How far have you come in updating the PDFs with errata?


----------



## merchantsteve (Aug 19, 2009)

The format follows the WOTC format generally, but not slavishly. The base breakdown is 

Intro and Adventure
Appendices
Tactical Encounters
Player Props

Intro and adventure contains the story and most of the skill challenges.
Appendices have magic items, paragon paths, feats and skills that are new, etc.
The Tactical Encounters are like the WOTC format. Usually 2 pages, but occasionally bleed into a third.
Player Props round out the remaining pages.
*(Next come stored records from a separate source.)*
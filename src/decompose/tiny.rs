// SPDX-License-Identifier: MPL-2.0
//! Tiny and parallel refinement: relabels leaf flubbles whose interior is
//! a single bridging vertex (tiny) or a bank of at least three
//! single-vertex arms (parallel). Both families are leaves by definition.

use rustc_hash::FxHashSet;

use crate::bidirected::VariationGraph;
use crate::pvst::{Family, RouteParams};
use crate::types::{VtxEnd, VtxId, VtxIdx};

use super::Decomposition;

pub(crate) fn find_tiny(dec: &mut Decomposition, g: &VariationGraph) {
    for idx in 1..dec.pvst.len() {
        if dec.pvst.vertex(idx).family != Family::Flubble || !dec.pvst.is_leaf(idx) {
            continue;
        }
        let route = match dec.pvst.vertex(idx).route {
            Some(r) => r,
            None => continue,
        };
        if let Some(family) = refine(g, &route, dec.vertices_of(idx)) {
            dec.pvst.vertex_mut(idx).family = family;
        }
    }
}

fn refine(g: &VariationGraph, route: &RouteParams, vertices: &[VtxId]) -> Option<Family> {
    let (s_idx, t_idx) = (
        g.v_id_to_idx(route.start.0).ok()?,
        g.v_id_to_idx(route.end.0).ok()?,
    );
    let start_adj = adjacent_ids(g, s_idx, route.start.1);
    let end_adj = adjacent_ids(g, t_idx, route.end.1);

    let interior: Vec<VtxId> = vertices
        .iter()
        .copied()
        .filter(|&v| v != route.start.0 && v != route.end.0)
        .collect();

    if interior.len() == 1 && start_adj.contains(&interior[0]) && end_adj.contains(&interior[0]) {
        return Some(Family::Tiny);
    }

    // parallel: every interior vertex is its own arm, and there are at
    // least three arms counting a direct start-end edge
    if interior.len() >= 2
        && interior
            .iter()
            .all(|v| start_adj.contains(v) && end_adj.contains(v))
    {
        let interior_set: FxHashSet<VtxId> = interior.iter().copied().collect();
        let no_interior_edges = g.edges().iter().all(|e| {
            !(interior_set.contains(&g.v_idx_to_id(e.v1))
                && interior_set.contains(&g.v_idx_to_id(e.v2)))
        });
        let direct = start_adj.contains(&route.end.0) as usize;
        if no_interior_edges && interior.len() + direct >= 3 {
            return Some(Family::Parallel);
        }
    }
    None
}

fn adjacent_ids(g: &VariationGraph, v_idx: VtxIdx, end: VtxEnd) -> FxHashSet<VtxId> {
    g.neighbors(v_idx, end)
        .iter()
        .map(|&e| {
            let (u, _) = g.edge(e).other(v_idx, end);
            g.v_idx_to_id(u)
        })
        .collect()
}
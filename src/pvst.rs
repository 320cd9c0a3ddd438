// SPDX-License-Identifier: MPL-2.0
//! The Panagenome Variation Structure Tree: nested regions of variation
//! with family and clan labels, plus its line-oriented text persistence.

use std::fmt;

use crate::bidirected::VariationGraph;
use crate::error::{Error, Result};
use crate::types::{VtxEnd, VtxId};

/// Structural family of a region vertex.
#[derive(Debug, Clone, Copy, PartialEq, Eq)]
pub enum Family {
    /// A generic two-boundary region.
    Flubble,
    /// A single-interior-vertex bubble; always a leaf.
    Tiny,
    /// Three or more single-vertex arms in parallel; always a leaf.
    Parallel,
    /// A region whose class was obscured by a capping edge.
    Concealed,
    /// A region recovered across hairpin-tainted classes.
    Smothered,
    /// A serial-parallel region without cycles.
    Midi,
    /// The synthetic root.
    Dummy,
}

impl fmt::Display for Family {
    fn fmt(&self, f: &mut fmt::Formatter<'_>) -> fmt::Result {
        let s = match self {
            Family::Flubble => "flubble",
            Family::Tiny => "tiny",
            Family::Parallel => "parallel",
            Family::Concealed => "concealed",
            Family::Smothered => "smothered",
            Family::Midi => "midi",
            Family::Dummy => "dummy",
        };
        write!(f, "{s}")
    }
}

impl std::str::FromStr for Family {
    type Err = ();

    fn from_str(s: &str) -> std::result::Result<Family, ()> {
        Ok(match s {
            "flubble" => Family::Flubble,
            "tiny" => Family::Tiny,
            "parallel" => Family::Parallel,
            "concealed" => Family::Concealed,
            "smothered" => Family::Smothered,
            "midi" => Family::Midi,
            "dummy" => Family::Dummy,
            _ => return Err(()),
        })
    }
}

impl Family {
    /// Whether vertices of this family delimit allelic variation at all.
    pub fn is_region(self) -> bool {
        self != Family::Dummy
    }
}

/// Whether a vertex is a top-level region or nested sub-structure.
#[derive(Debug, Clone, Copy, PartialEq, Eq)]
pub enum Clan {
    /// A region in its own right.
    Flubble,
    /// Sub-structure of an enclosing flubble-family region.
    Subflubble,
}

impl fmt::Display for Clan {
    fn fmt(&self, f: &mut fmt::Formatter<'_>) -> fmt::Result {
        match self {
            Clan::Flubble => write!(f, "flubble"),
            Clan::Subflubble => write!(f, "subflubble"),
        }
    }
}

/// The two boundary ends of a region and its hairpin marker.
#[derive(Debug, Clone, Copy, PartialEq, Eq)]
pub struct RouteParams {
    /// End the region is entered through, `(vertex id, exit end)`.
    pub start: (VtxId, VtxEnd),
    /// End the region is left through, `(vertex id, entry end)`.
    pub end: (VtxId, VtxEnd),
    /// True when an orientation-flipping edge participates in the region.
    pub hairpin: bool,
}

/// One PVST node.
#[derive(Debug, Clone, PartialEq, Eq)]
pub struct PvstVertex {
    /// Structural family.
    pub family: Family,
    /// Clan, derived after the tree is assembled.
    pub clan: Clan,
    /// Boundary description; `None` only for the root.
    pub route: Option<RouteParams>,
    /// Parent index; `None` only for the root.
    pub parent: Option<usize>,
    /// Child indices in insertion order.
    pub children: Vec<usize>,
}

/// The tree itself: an arena of vertices with the root at index 0.
#[derive(Debug, PartialEq, Eq)]
pub struct Pvst {
    vertices: Vec<PvstVertex>,
}

impl Default for Pvst {
    fn default() -> Pvst {
        Pvst::new()
    }
}

impl Pvst {
    /// A tree holding only the dummy root.
    pub fn new() -> Pvst {
        Pvst {
            vertices: vec![PvstVertex {
                family: Family::Dummy,
                clan: Clan::Flubble,
                route: None,
                parent: None,
                children: Vec::new(),
            }],
        }
    }

    /// Index of the root.
    pub fn root(&self) -> usize {
        0
    }

    /// Number of vertices, the root included.
    pub fn len(&self) -> usize {
        self.vertices.len()
    }

    /// Whether the tree holds only the root.
    pub fn is_empty(&self) -> bool {
        self.vertices.len() == 1
    }

    /// One vertex by index.
    pub fn vertex(&self, idx: usize) -> &PvstVertex {
        &self.vertices[idx]
    }

    /// Mutable access to one vertex.
    pub fn vertex_mut(&mut self, idx: usize) -> &mut PvstVertex {
        &mut self.vertices[idx]
    }

    /// Whether a vertex has no children.
    pub fn is_leaf(&self, idx: usize) -> bool {
        self.vertices[idx].children.is_empty()
    }

    /// Adds a vertex under `parent` and returns its index.
    pub fn add_vertex(
        &mut self,
        parent: usize,
        family: Family,
        route: RouteParams,
    ) -> usize {
        let idx = self.vertices.len();
        self.vertices.push(PvstVertex {
            family,
            clan: Clan::Flubble,
            route: Some(route),
            parent: Some(parent),
            children: Vec::new(),
        });
        self.vertices[parent].children.push(idx);
        idx
    }

    /// Vertex indices in pre-order, the root first.
    pub fn pre_order(&self) -> Vec<usize> {
        let mut order = Vec::with_capacity(self.vertices.len());
        let mut stack = vec![0];
        while let Some(idx) = stack.pop() {
            order.push(idx);
            for &c in self.vertices[idx].children.iter().rev() {
                stack.push(c);
            }
        }
        order
    }

    /// Derives every vertex's clan: a direct child of a flubble-family
    /// vertex that is itself flubble-family (tiny and parallel included,
    /// parallel excepted from nothing here) becomes `Subflubble`.
    pub fn assign_clans(&mut self) {
        for idx in 0..self.vertices.len() {
            let clan = match self.vertices[idx].parent {
                Some(p)
                    if self.vertices[p].family.is_region()
                        && matches!(
                            self.vertices[idx].family,
                            Family::Flubble
                                | Family::Concealed
                                | Family::Smothered
                                | Family::Midi
                                | Family::Tiny
                        ) =>
                {
                    Clan::Subflubble
                }
                _ => Clan::Flubble,
            };
            self.vertices[idx].clan = clan;
        }
    }

    /// Checks the structural invariants against the graph the tree was
    /// built from: the root is routeless, every route endpoint resolves,
    /// and parent links are consistent.
    pub fn validate(&self, g: &VariationGraph) -> Result<()> {
        if self.vertices[0].route.is_some() {
            return Err(Error::InvariantViolation {
                node: 0,
                trace: "pvst root must not carry route params".into(),
            });
        }
        for (idx, v) in self.vertices.iter().enumerate().skip(1) {
            let route = v.route.as_ref().ok_or(Error::InvariantViolation {
                node: idx,
                trace: "non-root pvst vertex without route params".into(),
            })?;
            for (v_id, _) in [route.start, route.end] {
                if g.v_id_to_idx(v_id).is_err() {
                    return Err(Error::InvariantViolation {
                        node: idx,
                        trace: format!("route endpoint {v_id} not in graph"),
                    });
                }
            }
            let p = v.parent.ok_or(Error::InvariantViolation {
                node: idx,
                trace: "non-root pvst vertex without parent".into(),
            })?;
            if !self.vertices[p].children.contains(&idx) {
                return Err(Error::InvariantViolation {
                    node: idx,
                    trace: "parent does not list vertex as child".into(),
                });
            }
        }
        Ok(())
    }

    /// Serialises the tree, one vertex per line:
    /// `vtx_id parent_id family clan route_params hairpin_flag`.
    pub fn to_text(&self) -> String {
        let mut out = String::new();
        for (idx, v) in self.vertices.iter().enumerate() {
            let parent = match v.parent {
                Some(p) => p.to_string(),
                None => "-".to_string(),
            };
            let (route, hairpin) = match &v.route {
                Some(r) => (
                    format!(
                        "{},{}-{},{}",
                        r.start.0, r.start.1, r.end.0, r.end.1
                    ),
                    u8::from(r.hairpin),
                ),
                None => ("-".to_string(), 0),
            };
            out.push_str(&format!(
                "{idx} {parent} {} {} {route} {hairpin}\n",
                v.family, v.clan
            ));
        }
        out
    }

    /// Parses the text form back into a tree.
    pub fn from_text(text: &str) -> Result<Pvst> {
        let mut vertices: Vec<PvstVertex> = Vec::new();
        for (line_no, line) in text.lines().enumerate() {
            if line.trim().is_empty() {
                continue;
            }
            let bad = |what: &str| {
                Error::MalformedInput(format!("pvst line {}: {what}", line_no + 1))
            };
            let fields: Vec<&str> = line.split_whitespace().collect();
            if fields.len() != 6 {
                return Err(bad("expected 6 fields"));
            }
            let idx: usize = fields[0].parse().map_err(|_| bad("bad vertex id"))?;
            if idx != vertices.len() {
                return Err(bad("vertex ids must be dense and in order"));
            }
            let parent = match fields[1] {
                "-" => None,
                p => Some(p.parse::<usize>().map_err(|_| bad("bad parent id"))?),
            };
            let family: Family = fields[2].parse().map_err(|_| bad("bad family"))?;
            let clan = match fields[3] {
                "flubble" => Clan::Flubble,
                "subflubble" => Clan::Subflubble,
                _ => return Err(bad("bad clan")),
            };
            let hairpin = match fields[5] {
                "0" => false,
                "1" => true,
                _ => return Err(bad("bad hairpin flag")),
            };
            let route = match fields[4] {
                "-" => None,
                r => Some(parse_route(r, hairpin).ok_or_else(|| bad("bad route"))?),
            };
            if idx == 0 && (parent.is_some() || route.is_some()) {
                return Err(bad("root must have no parent and no route"));
            }
            if idx > 0 {
                let p = parent.ok_or_else(|| bad("non-root vertex needs a parent"))?;
                if p >= vertices.len() {
                    return Err(bad("parent must precede child"));
                }
                vertices[p].children.push(idx);
            }
            vertices.push(PvstVertex {
                family,
                clan,
                route,
                parent,
                children: Vec::new(),
            });
        }
        if vertices.is_empty() {
            return Err(Error::MalformedInput("empty pvst text".into()));
        }
        Ok(Pvst { vertices })
    }
}

fn parse_route(text: &str, hairpin: bool) -> Option<RouteParams> {
    let (start, end) = text.split_once('-')?;
    let parse_side = |side: &str| -> Option<(VtxId, VtxEnd)> {
        let (id, end) = side.split_once(',')?;
        let id = id.parse::<u32>().ok()?;
        let end = match end {
            "L" => VtxEnd::Left,
            "R" => VtxEnd::Right,
            _ => return None,
        };
        Some((VtxId(id), end))
    };
    Some(RouteParams {
        start: parse_side(start)?,
        end: parse_side(end)?,
        hairpin,
    })
}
Each tactical encounter is hyperlinked in the main text and has a nice big icon to identify it as such.

We also provide 1-inch battlemaps on this site for ALL the tactical encounters.

Hope that helps.


----------



## Marius Delphus (Aug 19, 2009)

Each combat encounter occupies one to four pages (four is rare; two is most common) depending on several factors including complexity and the length of the stat blocks involved. Some encounters just refuse to fit in two pages, and some encounters simply don't occupy two pages.

DMs familiar with the encounter presentation in Keep on the Shadowfell, Dragon Online, et al. should be able to find their way around the War of the Burning Sky encounter pages with ease.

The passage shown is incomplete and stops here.